DIRECTIONS FOR THIS TASK: Repeat, please, only the lines from the top of the data down to the line with "holding the active position"; include both of those lines.

INPUT FOR THIS TASK:
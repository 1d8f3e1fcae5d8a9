//! Host expression transcription
//!
//! Renders the engine's lens formulas as After Effects expression source.
//! Only the lens values themselves are read here, so the preview and the
//! exported script cannot drift apart.

use crate::features::lyrics::engine::lens::{Grid, LensModel, Ramp, Step};
use crate::features::lyrics::engine::physics::SETTLE_RATE;
use crate::features::settings::{Rgb, ValidConfig};

/// Name of the null layer carrying markers and the active index slider
pub const CONTROL_LAYER: &str = "Lyrics Control";
/// Name of the slider effect holding the active position
pub const ACTIVE_SLIDER: &str = "Active Index";

/// A value that can be written as an ExtendScript literal
pub trait HostLiteral {
    fn literal(&self) -> String;
}

impl HostLiteral for f64 {
    /// Always carries a decimal point or exponent (`180.0`, `0.8`)
    fn literal(&self) -> String {
        format!("{:?}", self)
    }
}

impl HostLiteral for bool {
    fn literal(&self) -> String {
        self.to_string()
    }
}

impl HostLiteral for Rgb {
    /// Normalised `[r, g, b]` array as AE colour properties expect
    fn literal(&self) -> String {
        let [r, g, b] = self.to_unit();
        format!("[{}, {}, {}]", r.literal(), g.literal(), b.literal())
    }
}

/// Escape `s` as a double-quoted ES3 string literal
///
/// Non-ASCII characters are written as `\uXXXX` escapes so the script parses
/// regardless of how the host decodes the file.
pub fn js_string(s: &str) -> String {
    let mut out = String::with_capacity(s.len() + 2);
    out.push('"');
    for c in s.chars() {
        match c {
            '"' => out.push_str("\\\""),
            '\\' => out.push_str("\\\\"),
            '\n' => out.push_str("\\n"),
            '\r' => out.push_str("\\r"),
            '\t' => out.push_str("\\t"),
            c if c.is_ascii() && !c.is_ascii_control() => out.push(c),
            c => {
                let mut units = [0u16; 2];
                for unit in c.encode_utf16(&mut units) {
                    out.push_str(&format!("\\u{:04X}", unit));
                }
            }
        }
    }
    out.push('"');
    out
}

/// `ramp` evaluated at `var`, mirroring [`Ramp::eval`]
pub fn ramp(var: &str, ramp: &Ramp) -> String {
    let start = ramp.start.literal();
    let end = ramp.end.literal();
    let t = format!("(({var} - {start}) / ({end} - {start}))");
    format!(
        "(({var} <= {start}) ? {from} : (({var} < {end}) ? ({from} + ({to} - {from}) * {t}) : {to}))",
        from = ramp.from.literal(),
        to = ramp.to.literal(),
    )
}

/// `step` evaluated at `var`, mirroring [`Step::eval`]
pub fn step<T: HostLiteral + Copy>(var: &str, step: &Step<T>) -> String {
    format!(
        "(({var} < {}) ? {} : {})",
        step.threshold.literal(),
        step.below.literal(),
        step.at_or_above.literal()
    )
}

/// Grid offset of `line` for focus `active`, mirroring [`Grid::offset`]
pub fn grid(line: &str, active: &str, grid: &Grid) -> String {
    let pitch = grid.pitch.literal();
    format!("({line} * {pitch} - {active} * {pitch})")
}

/// Damped transition progress after `elapsed` seconds
pub fn settle_progress(elapsed: &str, damping: f64) -> String {
    format!(
        "(({elapsed} <= 0) ? 0 : (1 - Math.exp(-{} * {} * {elapsed})))",
        damping.literal(),
        SETTLE_RATE.literal()
    )
}

/// Expression bodies for one lens, shared by every lyric layer
///
/// Each body expects `line`, `active` and `diff` to be defined by
/// [`LineExpressions::prelude`].
#[derive(Debug, Clone)]
pub struct LineExpressions {
    pub position: String,
    pub scale: String,
    pub opacity: String,
    pub blur: String,
    pub style: String,
}

impl LineExpressions {
    pub fn new(lens: &LensModel, config: &ValidConfig) -> Self {
        let x = config.width as f64 * config.alignment.x_fraction();
        let center_y = config.height as f64 / 2.0;

        Self {
            position: format!(
                "[{}, {} + {} - {}];",
                x.literal(),
                center_y.literal(),
                grid("line", "active", &lens.grid),
                config.text_lift.literal()
            ),
            scale: format!(
                "var s = {};\n[s * 100, s * 100];",
                ramp("diff", &lens.scale)
            ),
            opacity: format!("{} * 100;", ramp("diff", &lens.opacity)),
            blur: format!("{};", step("diff", &lens.blur)),
            style: format!(
                "var e = {};\ntext.sourceText.style.setFillColor(e ? {} : {}).setFauxBold(e);",
                step("diff", &lens.emphasis),
                config.text_color.literal(),
                config.inactive_color.literal()
            ),
        }
    }

    /// Shared header binding `line`, `active` and `diff`
    pub fn prelude(line_index: usize) -> String {
        format!(
            "{}var line = {};\n{}",
            Self::prelude_head(),
            line_index,
            Self::prelude_tail()
        )
    }

    /// Part of the prelude before the `line` binding
    pub fn prelude_head() -> String {
        format!(
            "var active = thisComp.layer({}).effect({})(\"Slider\");\n",
            js_string(CONTROL_LAYER),
            js_string(ACTIVE_SLIDER)
        )
    }

    /// Part of the prelude after the `line` binding
    pub fn prelude_tail() -> &'static str {
        "var diff = Math.abs(line - active);\n"
    }
}

/// Slider expression deriving the active position from layer markers
///
/// The n-th passed marker focuses line n - 1. Each move starts from wherever
/// the previous glide had reached when its marker was passed, the same way
/// the render driver chains its transitions.
pub fn active_index(damping: f64) -> String {
    let progress = settle_progress("t", damping);
    format!(
        "var m = thisLayer.marker;\n\
         var from = 0;\n\
         var to = 0;\n\
         var since = 0;\n\
         for (var k = 1; k <= m.numKeys; k++) {{\n\
         \x20   var at = m.key(k).time;\n\
         \x20   if (at > time) {{ break; }}\n\
         \x20   var t = at - since;\n\
         \x20   from = from + (to - from) * {progress};\n\
         \x20   to = k - 1;\n\
         \x20   since = at;\n\
         }}\n\
         var t = time - since;\n\
         from + (to - from) * {progress};"
    )
}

TASK OUTPUT:
repository 1d8f3e1fcae5d8a9
//! Host expression transcription
//!
//! Renders the engine's lens formulas as After Effects expression source.
//! Only the lens values themselves are read here, so the preview and the
//! exported script cannot drift apart.

use crate::features::lyrics::engine::lens::{Grid, LensModel, Ramp, Step};
use crate::features::lyrics::engine::physics::SETTLE_RATE;
use crate::features::settings::{Rgb, ValidConfig};

/// Name of the null layer carrying markers and the active index slider
pub const CONTROL_LAYER: &str = "Lyrics Control";
/// Name of the slider effect holding the active position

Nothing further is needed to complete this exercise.